PROBLEM:
Search the records below for the word "there" and show every line where it occurs.

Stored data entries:
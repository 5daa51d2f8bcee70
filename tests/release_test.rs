// tests/release_test.rs
use std::fs;
use std::path::PathBuf;

use bump_version::cli::{run_release, ReleaseArgs};
use bump_version::clipboard::ClipboardOutcome;
use bump_version::config::Config;
use bump_version::domain::VersionBump;
use bump_version::git::{MockRepository, Repository};
use bump_version::runner::RecordingRunner;
use bump_version::BumpError;
use tempfile::TempDir;

const ACME: &str = "{\n  \"name\": \"@acme/tool\",\n  \"version\": \"1.2.3\"\n}\n";

fn workspace(manifest: &str) -> (TempDir, Config) {
    let dir = tempfile::tempdir().unwrap();
    let path = dir.path().join("package.json");
    fs::write(&path, manifest).unwrap();

    let mut config = Config::default();
    config.manifest.path = path;
    config.clipboard.command = Some(vec!["clip-set".to_string(), "{text}".to_string()]);
    (dir, config)
}

fn manifest_path(config: &Config) -> PathBuf {
    config.manifest.path.clone()
}

fn args(bump: VersionBump, dry_run: bool) -> ReleaseArgs {
    ReleaseArgs {
        bump,
        dry_run,
        message: "release".to_string(),
    }
}

#[test]
fn test_minor_release_end_to_end() {
    let (_dir, config) = workspace(ACME);
    let runner = RecordingRunner::new();
    let repo = MockRepository::new().with_tag("v1.2.3");

    let outcome = run_release(
        &args(VersionBump::Minor, false),
        &config,
        &runner,
        Some(&repo as &dyn Repository),
    )
    .unwrap();

    assert_eq!(outcome.old_version, "1.2.3");
    assert_eq!(outcome.new_version, "1.3.0");
    assert_eq!(outcome.tag, "v1.3.0");
    assert!(outcome.manifest_written);
    assert!(outcome.published);
    assert_eq!(outcome.clipboard, ClipboardOutcome::Copied);

    assert_eq!(
        fs::read_to_string(manifest_path(&config)).unwrap(),
        "{\n  \"name\": \"@acme/tool\",\n  \"version\": \"1.3.0\"\n}\n"
    );
    assert_eq!(
        runner.command_lines(),
        vec![
            "git add -A",
            "git commit -m release",
            "git tag v1.3.0",
            "git push",
            "git push --tags",
            "clip-set \"pnpm add https://github.com/acme/tool#v1.3.0\"",
        ]
    );
    let clipboard = &runner.invocations()[5];
    assert_eq!(clipboard.program, "clip-set");
    assert_eq!(clipboard.args, vec!["pnpm add https://github.com/acme/tool#v1.3.0"]);
    assert!(outcome.install_command.contains("acme/tool"));
    assert!(!outcome.install_command.contains('@'));
}

#[test]
fn test_dry_run_changes_nothing() {
    let (_dir, config) = workspace(ACME);
    let runner = RecordingRunner::new();

    let outcome = run_release(&args(VersionBump::Patch, true), &config, &runner, None).unwrap();

    assert!(outcome.dry_run);
    assert_eq!(outcome.new_version, "1.2.4");
    assert!(!outcome.manifest_written);
    assert!(!outcome.published);
    assert_eq!(outcome.clipboard, ClipboardOutcome::Announced);
    assert!(runner.invocations().is_empty());
    assert_eq!(fs::read_to_string(manifest_path(&config)).unwrap(), ACME);
}

#[test]
fn test_dry_run_with_package_script_runs_nothing() {
    let manifest = r#"{"version": "0.9.9", "scripts": {"package": "vite build"}}"#;
    let (_dir, config) = workspace(manifest);
    let runner = RecordingRunner::new();

    let outcome = run_release(&args(VersionBump::Major, true), &config, &runner, None).unwrap();

    assert_eq!(outcome.new_version, "1.0.0");
    assert!(runner.invocations().is_empty());
    assert_eq!(fs::read_to_string(manifest_path(&config)).unwrap(), manifest);
}

#[test]
fn test_package_script_runs_before_git() {
    let manifest = "{\"version\": \"0.1.0\", \"scripts\": {\"package\": \"vite build\"}}";
    let (_dir, config) = workspace(manifest);
    let runner = RecordingRunner::new();
    let repo = MockRepository::new();

    run_release(
        &args(VersionBump::Patch, false),
        &config,
        &runner,
        Some(&repo as &dyn Repository),
    )
    .unwrap();

    let lines = runner.command_lines();
    assert_eq!(lines[0], "pnpm run package");
    assert_eq!(lines[1], "git add -A");
}

#[test]
fn test_missing_version_fails_before_any_write() {
    let manifest = r#"{"name": "x"}"#;
    let (_dir, config) = workspace(manifest);
    let runner = RecordingRunner::new();

    let err = run_release(&args(VersionBump::Patch, false), &config, &runner, None).unwrap_err();

    assert!(matches!(err, BumpError::Manifest(_)));
    assert!(runner.invocations().is_empty());
    assert_eq!(fs::read_to_string(manifest_path(&config)).unwrap(), manifest);
}

#[test]
fn test_non_string_version_fails() {
    let (_dir, config) = workspace(r#"{"version": 1}"#);
    let err = run_release(
        &args(VersionBump::Patch, true),
        &config,
        &RecordingRunner::new(),
        None,
    )
    .unwrap_err();
    assert!(err.to_string().contains("not a string"));
}

#[test]
fn test_malformed_version_names_input() {
    for (version, needle) in [("1.2", "1.2"), ("1.two.3", "minor"), ("x.2.3", "major")] {
        let (_dir, config) = workspace(&format!("{{\"version\": \"{}\"}}", version));
        let err = run_release(
            &args(VersionBump::Patch, false),
            &config,
            &RecordingRunner::new(),
            None,
        )
        .unwrap_err();
        assert!(matches!(err, BumpError::Version(_)), "{}: {}", version, err);
        assert!(err.to_string().contains(needle), "{}: {}", version, err);
    }
}

#[test]
fn test_unpatchable_layout_is_an_error() {
    // Decodes to "1.2.3", but that text never appears in the raw bytes.
    let manifest = r#"{"version": "1.2.\u0033"}"#;
    let (_dir, config) = workspace(manifest);
    let runner = RecordingRunner::new();

    let err = run_release(&args(VersionBump::Patch, false), &config, &runner, None).unwrap_err();

    assert!(matches!(err, BumpError::Patch(_)));
    assert!(runner.invocations().is_empty());
    assert_eq!(fs::read_to_string(manifest_path(&config)).unwrap(), manifest);
}

#[test]
fn test_nested_version_key_is_left_alone() {
    let manifest = r#"{"name": "x", "engines": {"version": "1.2.3"}, "version": "1.2.3"}"#;
    let (_dir, config) = workspace(manifest);
    let runner = RecordingRunner::new();
    let repo = MockRepository::new();

    let outcome = run_release(
        &args(VersionBump::Patch, false),
        &config,
        &runner,
        Some(&repo as &dyn Repository),
    )
    .unwrap();

    assert_eq!(outcome.tag, "v1.2.4");
    assert_eq!(
        fs::read_to_string(manifest_path(&config)).unwrap(),
        r#"{"name": "x", "engines": {"version": "1.2.3"}, "version": "1.2.4"}"#
    );
}

#[test]
fn test_existing_tag_stops_live_run_before_write() {
    let (_dir, config) = workspace(ACME);
    let runner = RecordingRunner::new();
    let repo = MockRepository::new().with_tag("v1.2.4");

    let err = run_release(
        &args(VersionBump::Patch, false),
        &config,
        &runner,
        Some(&repo as &dyn Repository),
    )
    .unwrap_err();

    assert!(matches!(err, BumpError::Preflight(_)));
    assert!(runner.invocations().is_empty());
    assert_eq!(fs::read_to_string(manifest_path(&config)).unwrap(), ACME);
}

#[test]
fn test_no_repository_stops_live_run() {
    let (_dir, config) = workspace(ACME);
    let err = run_release(
        &args(VersionBump::Patch, false),
        &config,
        &RecordingRunner::new(),
        None,
    )
    .unwrap_err();
    assert!(matches!(err, BumpError::Preflight(_)));
}

#[test]
fn test_failed_push_leaves_local_changes() {
    let (_dir, config) = workspace(ACME);
    let runner = RecordingRunner::new().fail_on("git push", 1, "fatal: no upstream");
    let repo = MockRepository::new();

    let err = run_release(
        &args(VersionBump::Patch, false),
        &config,
        &runner,
        Some(&repo as &dyn Repository),
    )
    .unwrap_err();

    assert!(err.to_string().contains("no upstream"));
    assert!(fs::read_to_string(manifest_path(&config))
        .unwrap()
        .contains("1.2.4"));
    assert!(!runner
        .command_lines()
        .iter()
        .any(|line| line.starts_with("clip-set")));
}

#[test]
fn test_clipboard_failure_is_only_a_warning() {
    let (_dir, config) = workspace(ACME);
    let runner = RecordingRunner::new().spawn_error_on("clip-set", "not installed");
    let repo = MockRepository::new();

    let outcome = run_release(
        &args(VersionBump::Patch, false),
        &config,
        &runner,
        Some(&repo as &dyn Repository),
    )
    .unwrap();

    assert!(outcome.published);
    assert!(matches!(outcome.clipboard, ClipboardOutcome::Failed(_)));
}

#[test]
fn test_configured_remote_and_pattern() {
    let (_dir, mut config) = workspace(ACME);
    config.git.remote = Some("upstream".to_string());
    config.git.tag_pattern = "release-{version}".to_string();
    let runner = RecordingRunner::new();
    let repo = MockRepository::new();

    let outcome = run_release(
        &args(VersionBump::Patch, false),
        &config,
        &runner,
        Some(&repo as &dyn Repository),
    )
    .unwrap();

    assert_eq!(outcome.tag, "release-1.2.4");
    let lines = runner.command_lines();
    assert!(lines.contains(&"git tag release-1.2.4".to_string()));
    assert!(lines.contains(&"git push upstream".to_string()));
    assert!(lines.contains(&"git push upstream --tags".to_string()));
}
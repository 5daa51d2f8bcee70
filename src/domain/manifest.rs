use crate::error::{BumpError, Result};
use serde::Deserialize;
use std::collections::BTreeMap;
use std::fs;
use std::path::{Path, PathBuf};

/// The fields of a package manifest that a release needs.
///
/// Everything else in the document is ignored here and left untouched on
/// disk, since the version is written back by patching the raw bytes.
#[derive(Debug, Clone, PartialEq, Deserialize)]
pub struct Manifest {
    pub version: String,

    #[serde(default)]
    pub name: Option<String>,

    #[serde(default)]
    pub scripts: Option<BTreeMap<String, serde_json::Value>>,
}

impl Manifest {
    /// Decode manifest JSON
    ///
    /// A missing or non-string `version` gets its own error, separate from
    /// malformed JSON and wrongly typed optional fields.
    pub fn decode(raw: &[u8], label: &str) -> Result<Self> {
        let value: serde_json::Value = serde_json::from_slice(raw)
            .map_err(|e| BumpError::manifest(format!("Error parsing {}: {}", label, e)))?;

        if !value.get("version").is_some_and(|v| v.is_string()) {
            return Err(BumpError::manifest(format!(
                "version field not found or not a string in {}",
                label
            )));
        }

        serde_json::from_value(value)
            .map_err(|e| BumpError::manifest(format!("Error parsing {}: {}", label, e)))
    }

    /// Whether the `scripts` mapping defines `script`
    pub fn has_script(&self, script: &str) -> bool {
        self.scripts
            .as_ref()
            .is_some_and(|scripts| scripts.contains_key(script))
    }

    /// Package name with a single leading `@` scope marker removed
    ///
    /// `"@acme/tool"` becomes `"acme/tool"`; a missing name becomes `""`.
    pub fn install_name(&self) -> &str {
        let name = self.name.as_deref().unwrap_or("");
        name.strip_prefix('@').unwrap_or(name)
    }
}

/// A manifest read from disk, keeping the original bytes for patching
#[derive(Debug, Clone)]
pub struct ManifestDocument {
    pub path: PathBuf,
    pub raw: Vec<u8>,
    pub manifest: Manifest,
}

impl ManifestDocument {
    /// Read and decode the manifest at `path`
    pub fn read(path: &Path) -> Result<Self> {
        let label = file_label(path);
        let raw = fs::read(path)
            .map_err(|e| BumpError::manifest(format!("Error reading {}: {}", label, e)))?;
        let manifest = Manifest::decode(&raw, &label)?;

        tracing::debug!(path = %path.display(), version = %manifest.version, "manifest loaded");

        Ok(ManifestDocument {
            path: path.to_path_buf(),
            raw,
            manifest,
        })
    }

    /// Short name of the manifest file for messages (e.g., "package.json")
    pub fn label(&self) -> String {
        file_label(&self.path)
    }
}

fn file_label(path: &Path) -> String {
    path.file_name()
        .map(|name| name.to_string_lossy().into_owned())
        .unwrap_or_else(|| path.display().to_string())
}

#[cfg(test)]
mod tests {
    use super::*;

    #[test]
    fn test_decode_minimal() {
        let m = Manifest::decode(br#"{"version": "1.2.3"}"#, "package.json").unwrap();
        assert_eq!(m.version, "1.2.3");
        assert_eq!(m.name, None);
        assert!(!m.has_script("package"));
    }

    #[test]
    fn test_decode_ignores_unknown_fields() {
        let raw = br#"{"name": "x", "version": "0.1.0", "private": true, "dependencies": {"a": "^1"}}"#;
        let m = Manifest::decode(raw, "package.json").unwrap();
        assert_eq!(m.name.as_deref(), Some("x"));
    }

    #[test]
    fn test_decode_missing_version() {
        let err = Manifest::decode(br#"{"name": "x"}"#, "package.json").unwrap_err();
        assert!(err.to_string().contains("version field not found"));
    }

    #[test]
    fn test_decode_non_string_version() {
        let err = Manifest::decode(br#"{"version": 3}"#, "package.json").unwrap_err();
        assert!(err.to_string().contains("not a string"));
    }

    #[test]
    fn test_decode_invalid_json() {
        let err = Manifest::decode(b"{not json", "package.json").unwrap_err();
        assert!(err.to_string().contains("Error parsing package.json"));
    }

    #[test]
    fn test_has_script() {
        let raw = br#"{"version": "1.0.0", "scripts": {"package": "vite build", "test": "vitest"}}"#;
        let m = Manifest::decode(raw, "package.json").unwrap();
        assert!(m.has_script("package"));
        assert!(!m.has_script("build"));
    }

    #[test]
    fn test_install_name_strips_one_scope_marker() {
        let mut m = Manifest::decode(br#"{"name": "@acme/tool", "version": "1.0.0"}"#, "p").unwrap();
        assert_eq!(m.install_name(), "acme/tool");

        m.name = Some("@@odd".to_string());
        assert_eq!(m.install_name(), "@odd");

        m.name = None;
        assert_eq!(m.install_name(), "");
    }

    #[test]
    fn test_read_missing_file() {
        let dir = tempfile::tempdir().unwrap();
        let err = ManifestDocument::read(&dir.path().join("package.json")).unwrap_err();
        assert!(err.to_string().contains("Error reading package.json"));
    }

    #[test]
    fn test_read_keeps_raw_bytes() {
        let dir = tempfile::tempdir().unwrap();
        let path = dir.path().join("package.json");
        let text = "{\n  \"version\": \"2.0.0\"\n}\n";
        fs::write(&path, text).unwrap();

        let doc = ManifestDocument::read(&path).unwrap();
        assert_eq!(doc.raw, text.as_bytes());
        assert_eq!(doc.label(), "package.json");
    }
}
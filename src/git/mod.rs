//! Git access for a release
//!
//! Two halves with different jobs:
//!
//! - [Repository]: read-only inspection (tags) through `git2`, used by the
//!   preflight checks before anything is changed. Implemented by
//!   [repository::Git2Repository] and, for tests, [mock::MockRepository].
//! - [commands::GitCommands]: the mutating steps (`add`, `commit`, `tag`,
//!   `push`) expressed as invocations of the system `git` binary, so they
//!   honor the user's hooks, signing and credential setup, and run through
//!   a [crate::runner::CommandRunner].

pub mod commands;
pub mod mock;
pub mod repository;

pub use commands::GitCommands;
pub use mock::MockRepository;
pub use repository::Git2Repository;

use crate::error::Result;

/// Read-only view of the repository the manifest lives in
pub trait Repository {
    /// Get all tag names in the repository
    ///
    /// # Returns
    /// * `Ok(Vec<String>)` - Tag names, in no particular order
    /// * `Err` - If there's a Git error
    fn list_tags(&self) -> Result<Vec<String>>;

    /// Check whether a tag exists
    ///
    /// # Arguments
    /// * `tag_name` - Name of the tag (e.g., "v1.0.0")
    ///
    /// # Returns
    /// * `Ok(true)` / `Ok(false)` - Whether `refs/tags/<tag_name>` exists
    /// * `Err` - If there's a Git error other than "not found"
    fn tag_exists(&self, tag_name: &str) -> Result<bool>;
}
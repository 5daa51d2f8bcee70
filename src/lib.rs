pub mod cli;
pub mod clipboard;
pub mod config;
pub mod domain;
pub mod error;
pub mod executor;
pub mod git;
pub mod logging;
pub mod preflight;
pub mod runner;
pub mod ui;

pub use error::{BumpError, Result};
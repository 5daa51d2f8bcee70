use std::ffi::OsString;
use std::path::Path;
use std::process::ExitCode;

use anyhow::{Context, Result};

use bump_version::git::{Git2Repository, Repository};
use bump_version::runner::SystemRunner;
use bump_version::{cli, config, logging, ui, BumpError};

fn main() -> ExitCode {
    logging::init_logging();

    let argv: Vec<OsString> = std::env::args_os().collect();
    let program = cli::program_name(argv.first());

    match run(argv) {
        Ok(()) => ExitCode::SUCCESS,
        Err(e) => {
            ui::display_error(&format!("{:#}", e));
            if matches!(e.downcast_ref::<BumpError>(), Some(BumpError::Usage(_))) {
                ui::display_usage(&program);
            }
            ExitCode::FAILURE
        }
    }
}

fn run(argv: Vec<OsString>) -> Result<()> {
    let args = cli::parse_args(argv)?;

    let config = config::load_config(None).context("Error loading config")?;

    // Preflight only; the release itself goes through the git binary.
    let search_from = config.manifest.dir().unwrap_or_else(|| Path::new("."));
    let repo = match Git2Repository::discover(search_from) {
        Ok(repo) => Some(repo),
        Err(e) => {
            tracing::debug!(error = %e, "no git repository found");
            None
        }
    };

    let outcome = cli::run_release(
        &args,
        &config,
        &SystemRunner,
        repo.as_ref().map(|r| r as &dyn Repository),
    )?;

    tracing::debug!(?outcome, "release finished");
    Ok(())
}
use crate::error::Result;
use git2::Repository as Git2Repo;
use std::path::Path;

/// Wrapper around git2::Repository with our trait interface
pub struct Git2Repository {
    repo: Git2Repo,
}

impl Git2Repository {
    /// Discover the repository containing `path`
    pub fn discover<P: AsRef<Path>>(path: P) -> Result<Self> {
        let repo = Git2Repo::discover(path)?;

        Ok(Git2Repository { repo })
    }

    /// Create from existing git2::Repository
    pub fn from_git2(repo: Git2Repo) -> Self {
        Git2Repository { repo }
    }
}

impl super::Repository for Git2Repository {
    fn list_tags(&self) -> Result<Vec<String>> {
        let tags = self.repo.tag_names(None)?;

        Ok(tags.iter().flatten().map(|s| s.to_string()).collect())
    }

    fn tag_exists(&self, tag_name: &str) -> Result<bool> {
        let reference_name = format!("refs/tags/{}", tag_name);

        match self.repo.find_reference(&reference_name) {
            Ok(_) => Ok(true),
            Err(e) if e.code() == git2::ErrorCode::NotFound => Ok(false),
            Err(e) => Err(e.into()),
        }
    }
}
//! External process abstraction
//!
//! Every program the release touches (package manager, `git`, clipboard
//! tool) is started through the [CommandRunner] trait, so the pipeline can
//! be exercised against [mock::RecordingRunner] without a real repository,
//! package manager or clipboard.
//!
//! - [system::SystemRunner]: spawns real processes with `std::process`
//! - [mock::RecordingRunner]: records invocations and replays scripted results

pub mod mock;
pub mod system;

pub use mock::RecordingRunner;
pub use system::SystemRunner;

use std::fmt;
use std::io;
use std::path::{Path, PathBuf};

/// A program plus its arguments, optionally run in a specific directory
#[derive(Debug, Clone, PartialEq, Eq)]
pub struct Invocation {
    pub program: String,
    pub args: Vec<String>,
    pub dir: Option<PathBuf>,
}

impl Invocation {
    /// Create an invocation of `program` with `args`
    pub fn new<I, S>(program: impl Into<String>, args: I) -> Self
    where
        I: IntoIterator<Item = S>,
        S: Into<String>,
    {
        Invocation {
            program: program.into(),
            args: args.into_iter().map(Into::into).collect(),
            dir: None,
        }
    }

    /// Run in `dir` instead of the current directory
    pub fn in_dir(mut self, dir: Option<&Path>) -> Self {
        self.dir = dir.map(Path::to_path_buf);
        self
    }
}

impl fmt::Display for Invocation {
    fn fmt(&self, f: &mut fmt::Formatter<'_>) -> fmt::Result {
        f.write_str(&self.program)?;
        for arg in &self.args {
            if arg.is_empty() || arg.contains(char::is_whitespace) || arg.contains('"') {
                write!(f, " {}", quoted(arg))?;
            } else {
                write!(f, " {}", arg)?;
            }
        }
        Ok(())
    }
}

/// `arg` in double quotes, with embedded quotes escaped
pub fn quoted(arg: &str) -> String {
    format!("\"{}\"", arg.replace('"', "\\\""))
}

/// How a finished process ended
#[derive(Debug, Clone, PartialEq, Eq, Default)]
pub struct CommandOutput {
    /// Exit code, `None` when terminated by a signal
    pub code: Option<i32>,
    /// Captured stdout followed by stderr; empty for streamed runs
    pub combined: String,
}

impl CommandOutput {
    pub fn success() -> Self {
        CommandOutput {
            code: Some(0),
            combined: String::new(),
        }
    }

    pub fn failure(code: i32, combined: impl Into<String>) -> Self {
        CommandOutput {
            code: Some(code),
            combined: combined.into(),
        }
    }

    pub fn is_success(&self) -> bool {
        self.code == Some(0)
    }

    /// "exit status 1" / "terminated by signal"
    pub fn status_text(&self) -> String {
        match self.code {
            Some(code) => format!("exit status {}", code),
            None => "terminated by signal".to_string(),
        }
    }
}

/// Starts external programs and waits for them.
///
/// `Err` means the program could not be started at all; a program that ran
/// and failed is an `Ok` output with a non-zero code. Both block until the
/// child exits; there is no timeout.
pub trait CommandRunner {
    /// Run with stdout/stderr inherited from this process
    fn run_streaming(&self, invocation: &Invocation) -> io::Result<CommandOutput>;

    /// Run with stdout/stderr captured into [CommandOutput::combined]
    fn run_captured(&self, invocation: &Invocation) -> io::Result<CommandOutput>;
}
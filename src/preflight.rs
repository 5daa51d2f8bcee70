//! Read-only repository checks that run before anything is changed.

use std::fmt;
use std::path::PathBuf;

use crate::domain::{ReleasePlan, TagPattern};
use crate::error::{BumpError, Result};
use crate::git::Repository;

/// Findings about the repository that may make a release go wrong.
#[derive(Debug, Clone, PartialEq)]
pub enum PreflightWarning {
    /// No git repository contains the manifest directory
    NotARepository { path: PathBuf },
    /// The tag for the new version is already taken
    TagAlreadyExists { tag: String },
    /// A tag following the pattern carries a higher version
    NewerTagExists { tag: String, new_version: String },
}

impl PreflightWarning {
    /// Whether this finding must stop a live run
    pub fn blocks_release(&self) -> bool {
        matches!(
            self,
            PreflightWarning::NotARepository { .. } | PreflightWarning::TagAlreadyExists { .. }
        )
    }
}

impl fmt::Display for PreflightWarning {
    fn fmt(&self, f: &mut fmt::Formatter<'_>) -> fmt::Result {
        match self {
            PreflightWarning::NotARepository { path } => {
                write!(f, "'{}' is not inside a git repository", path.display())
            }
            PreflightWarning::TagAlreadyExists { tag } => {
                write!(f, "Tag '{}' already exists", tag)
            }
            PreflightWarning::NewerTagExists { tag, new_version } => {
                write!(
                    f,
                    "Tag '{}' is newer than the new version {}",
                    tag, new_version
                )
            }
        }
    }
}

/// Inspect the repository for the planned release.
///
/// `repo` is `None` when no repository could be discovered. Findings that
/// block a release are errors in a live run and plain warnings in a dry
/// run; everything else is always a warning.
pub fn check(
    repo: Option<&dyn Repository>,
    plan: &ReleasePlan,
    pattern: &TagPattern,
    manifest_dir: PathBuf,
) -> Result<Vec<PreflightWarning>> {
    let mut warnings = Vec::new();

    match repo {
        None => warnings.push(PreflightWarning::NotARepository { path: manifest_dir }),
        Some(repo) => {
            if repo.tag_exists(&plan.tag)? {
                warnings.push(PreflightWarning::TagAlreadyExists {
                    tag: plan.tag.clone(),
                });
            }
            if let Some(tag) = newest_tag_above(repo, plan, pattern)? {
                warnings.push(PreflightWarning::NewerTagExists {
                    tag,
                    new_version: plan.new_version.to_string(),
                });
            }
        }
    }

    if !plan.dry_run {
        if let Some(blocking) = warnings.iter().find(|w| w.blocks_release()) {
            return Err(BumpError::preflight(blocking.to_string()));
        }
    }

    tracing::debug!(count = warnings.len(), "preflight finished");
    Ok(warnings)
}

fn newest_tag_above(
    repo: &dyn Repository,
    plan: &ReleasePlan,
    pattern: &TagPattern,
) -> Result<Option<String>> {
    let Ok(new_version) = semver::Version::parse(&plan.new_version.to_string()) else {
        return Ok(None);
    };

    let newest = repo
        .list_tags()?
        .into_iter()
        .filter_map(|tag| {
            let version = pattern
                .version_of(&tag)
                .and_then(|v| semver::Version::parse(v).ok())?;
            Some((version, tag))
        })
        .filter(|(version, _)| *version > new_version)
        .max_by(|a, b| a.0.cmp(&b.0))
        .map(|(_, tag)| tag);

    Ok(newest)
}
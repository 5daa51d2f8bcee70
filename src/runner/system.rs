use crate::runner::{CommandOutput, CommandRunner, Invocation};
use std::io;
use std::process::{Command, Stdio};

/// Runs invocations as real child processes
#[derive(Debug, Default, Clone, Copy)]
pub struct SystemRunner;

impl SystemRunner {
    fn command(invocation: &Invocation) -> Command {
        let mut cmd = Command::new(&invocation.program);
        cmd.args(&invocation.args);
        if let Some(dir) = &invocation.dir {
            cmd.current_dir(dir);
        }
        cmd
    }
}

impl CommandRunner for SystemRunner {
    fn run_streaming(&self, invocation: &Invocation) -> io::Result<CommandOutput> {
        tracing::debug!(command = %invocation, "running (streaming)");

        let status = Self::command(invocation)
            .stdin(Stdio::inherit())
            .stdout(Stdio::inherit())
            .stderr(Stdio::inherit())
            .status()?;

        Ok(CommandOutput {
            code: status.code(),
            combined: String::new(),
        })
    }

    fn run_captured(&self, invocation: &Invocation) -> io::Result<CommandOutput> {
        tracing::debug!(command = %invocation, "running (captured)");

        let output = Self::command(invocation).stdin(Stdio::null()).output()?;

        let mut combined = String::from_utf8_lossy(&output.stdout).into_owned();
        combined.push_str(&String::from_utf8_lossy(&output.stderr));

        tracing::debug!(command = %invocation, code = ?output.status.code(), "finished");
        Ok(CommandOutput {
            code: output.status.code(),
            combined,
        })
    }
}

ANSWER:
    /// * `Err` - If there's a Git error
    /// * `Err` - If there's a Git error other than "not found"
/// child exits; there is no timeout.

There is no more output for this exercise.